Content starts
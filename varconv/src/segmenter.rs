//! Greedy longest-match segmentation.
use std::ops::Range;

use crate::dictionary::{Dictionary, Entry};

/// Segmenter consuming the longest dictionary key at each position.
///
/// A position where no key matches yields a single-character segment, so
/// segments always cover the whole input.
#[derive(Clone, Debug)]
pub struct MaxMatchSegmenter {
    dict: Dictionary,
}

impl MaxMatchSegmenter {
    /// Creates a new instance.
    ///
    /// # Arguments
    ///
    ///  - `dict`: Dictionary whose keys define the segments.
    pub const fn new(dict: Dictionary) -> Self {
        Self { dict }
    }

    /// Gets the reference to the dictionary.
    pub const fn dictionary(&self) -> &Dictionary {
        &self.dict
    }

    /// Segments a text lazily.
    ///
    /// The returned iterator can be cloned to restart from its current position.
    pub fn segment<'a>(&'a self, text: &'a str) -> SegmentIter<'a> {
        SegmentIter::new(&self.dict, text)
    }
}

/// Segment of an input text.
#[derive(Clone, Debug, Eq, PartialEq)]
pub struct Segment<'a> {
    surface: &'a str,
    range_char: Range<usize>,
    range_byte: Range<usize>,
    entry: Option<&'a Entry>,
}

impl<'a> Segment<'a> {
    /// Gets the surface string of the segment.
    #[inline(always)]
    pub const fn surface(&self) -> &'a str {
        self.surface
    }

    /// Gets the position range of the segment in characters.
    #[inline(always)]
    pub fn range_char(&self) -> Range<usize> {
        self.range_char.clone()
    }

    /// Gets the position range of the segment in bytes.
    #[inline(always)]
    pub fn range_byte(&self) -> Range<usize> {
        self.range_byte.clone()
    }

    /// Gets the dictionary entry matched by the segment, if any.
    #[inline(always)]
    pub const fn entry(&self) -> Option<&'a Entry> {
        self.entry
    }

    /// Gets the primary value of the matched entry, or the surface if nothing matched.
    #[inline(always)]
    pub fn rendered(&self) -> &'a str {
        self.entry.map_or(self.surface, Entry::primary)
    }
}

/// Iterator of segments.
#[derive(Clone, Debug)]
pub struct SegmentIter<'a> {
    dict: &'a Dictionary,
    text: &'a str,
    chars: Vec<char>,
    c2b: Vec<usize>,
    pos: usize,
}

impl<'a> SegmentIter<'a> {
    fn new(dict: &'a Dictionary, text: &'a str) -> Self {
        let mut chars = Vec::with_capacity(text.len());
        let mut c2b = Vec::with_capacity(text.len() + 1);
        for (bi, ch) in text.char_indices() {
            chars.push(ch);
            c2b.push(bi);
        }
        c2b.push(text.len());
        Self {
            dict,
            text,
            chars,
            c2b,
            pos: 0,
        }
    }
}

impl<'a> Iterator for SegmentIter<'a> {
    type Item = Segment<'a>;

    fn next(&mut self) -> Option<Self::Item> {
        if self.pos >= self.chars.len() {
            return None;
        }
        let (dict, text) = (self.dict, self.text);
        let start = self.pos;
        let (end, entry) = match dict.match_prefix(&self.chars[start..]) {
            Some(m) => (start + m.len_char(), Some(m.entry())),
            None => (start + 1, None),
        };
        debug_assert!(end <= self.chars.len());
        self.pos = end;

        let range_byte = self.c2b[start]..self.c2b[end];
        Some(Segment {
            surface: &text[range_byte.clone()],
            range_char: start..end,
            range_byte,
            entry,
        })
    }

    fn size_hint(&self) -> (usize, Option<usize>) {
        let rest = self.chars.len() - self.pos;
        (usize::from(rest != 0), Some(rest))
    }
}

impl std::iter::FusedIterator for SegmentIter<'_> {}

#[cfg(test)]
mod tests {
    use super::*;

    fn surfaces(segmenter: &MaxMatchSegmenter, text: &str) -> Vec<String> {
        segmenter
            .segment(text)
            .map(|s| s.surface().to_string())
            .collect()
    }

    #[test]
    fn test_longest_match() {
        let dict = Dictionary::from_text("ab\tX\na\tY").unwrap();
        let segmenter = MaxMatchSegmenter::new(dict);
        assert_eq!(surfaces(&segmenter, "abc"), ["ab", "c"]);
    }

    #[test]
    fn test_ranges() {
        let dict = Dictionary::from_text("头发\t頭髮").unwrap();
        let segmenter = MaxMatchSegmenter::new(dict);
        let segs: Vec<_> = segmenter.segment("剪头发").collect();
        assert_eq!(segs.len(), 2);
        assert_eq!(segs[0].surface(), "剪");
        assert_eq!(segs[0].entry(), None);
        assert_eq!(segs[0].rendered(), "剪");
        assert_eq!(segs[1].surface(), "头发");
        assert_eq!(segs[1].range_char(), 1..3);
        assert_eq!(segs[1].range_byte(), 3..9);
        assert_eq!(segs[1].entry().unwrap().key(), "头发");
        assert_eq!(segs[1].rendered(), "頭髮");
    }

    #[test]
    fn test_full_coverage() {
        let dict = Dictionary::from_text("东京\tA\n京都\tB\n都\tC").unwrap();
        let segmenter = MaxMatchSegmenter::new(dict);
        let text = "去东京都京都玩";
        let segs: Vec<_> = segmenter.segment(text).collect();
        assert_eq!(
            segs.iter().map(|s| s.surface()).collect::<Vec<_>>(),
            ["去", "东京", "都", "京都", "玩"]
        );
        let joined: String = segs.iter().map(|s| s.surface()).collect();
        assert_eq!(joined, text);
        for w in segs.windows(2) {
            assert_eq!(w[0].range_char().end, w[1].range_char().start);
        }
    }

    #[test]
    fn test_restart() {
        let dict = Dictionary::from_text("ab\tX").unwrap();
        let segmenter = MaxMatchSegmenter::new(dict);
        let mut it = segmenter.segment("abab");
        let saved = it.clone();
        assert_eq!(it.next().unwrap().surface(), "ab");
        assert_eq!(it.count(), 1);
        assert_eq!(saved.count(), 2);
    }

    #[test]
    fn test_empty_input() {
        let dict = Dictionary::from_text("a\tA").unwrap();
        let segmenter = MaxMatchSegmenter::new(dict);
        assert_eq!(segmenter.segment("").next(), None);
    }

    #[test]
    fn test_empty_dictionary() {
        let dict = Dictionary::from_text("").unwrap();
        let segmenter = MaxMatchSegmenter::new(dict);
        assert_eq!(surfaces(&segmenter, "ab"), ["a", "b"]);
    }
}
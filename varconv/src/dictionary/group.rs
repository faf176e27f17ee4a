use crate::dictionary::{DictMatch, Dictionary, Entry};

/// Dictionary composed of ordered member dictionaries.
///
/// Lookups take the longest match across all the members. When several
/// members match with the same length, the member added first wins, so
/// later members can only add keys, never override existing ones of the
/// same length.
#[derive(Debug)]
pub struct DictGroup {
    members: Vec<Dictionary>,
    key_max_len: usize,
}

impl DictGroup {
    /// Creates a new instance.
    ///
    /// # Arguments
    ///
    ///  - `members`: Member dictionaries in the order of precedence.
    pub fn new<I>(members: I) -> Self
    where
        I: IntoIterator<Item = Dictionary>,
    {
        let members: Vec<_> = members.into_iter().collect();
        let key_max_len = members
            .iter()
            .map(Dictionary::key_max_len)
            .max()
            .unwrap_or(0);
        Self {
            members,
            key_max_len,
        }
    }

    /// Gets the member dictionaries.
    #[inline(always)]
    pub fn members(&self) -> &[Dictionary] {
        &self.members
    }

    /// Gets the maximum key length in characters.
    #[inline(always)]
    pub fn key_max_len(&self) -> usize {
        self.key_max_len
    }

    /// Finds the entry of the earliest member whose key equals `key`.
    pub fn match_exact(&self, key: &str) -> Option<&Entry> {
        self.members.iter().find_map(|d| d.match_exact(key))
    }

    /// Finds the longest entry whose key is a prefix of `input`.
    pub fn match_prefix(&self, input: &[char]) -> Option<DictMatch<'_>> {
        let mut best: Option<DictMatch> = None;
        for m in self.members.iter().filter_map(|d| d.match_prefix(input)) {
            // Strict comparison keeps the earlier member on ties.
            if best.map_or(true, |b| m.len_char() > b.len_char()) {
                best = Some(m);
            }
        }
        best
    }

    /// Finds all the entries whose keys are prefixes of `input`, longest first.
    ///
    /// Only one entry per length is reported, taken from the earliest member.
    pub fn match_all_prefixes(&self, input: &[char]) -> Vec<DictMatch<'_>> {
        let mut matches: Vec<_> = self
            .members
            .iter()
            .flat_map(|d| d.match_all_prefixes(input))
            .collect();
        // The sort is stable, so the earliest member comes first within a length.
        matches.sort_by(|a, b| b.len_char().cmp(&a.len_char()));
        matches.dedup_by_key(|m| m.len_char());
        matches
    }
}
Content ends
To do: What is the number of lines in these records that contain "earliest"? Reply with the number only.

The completed task: 3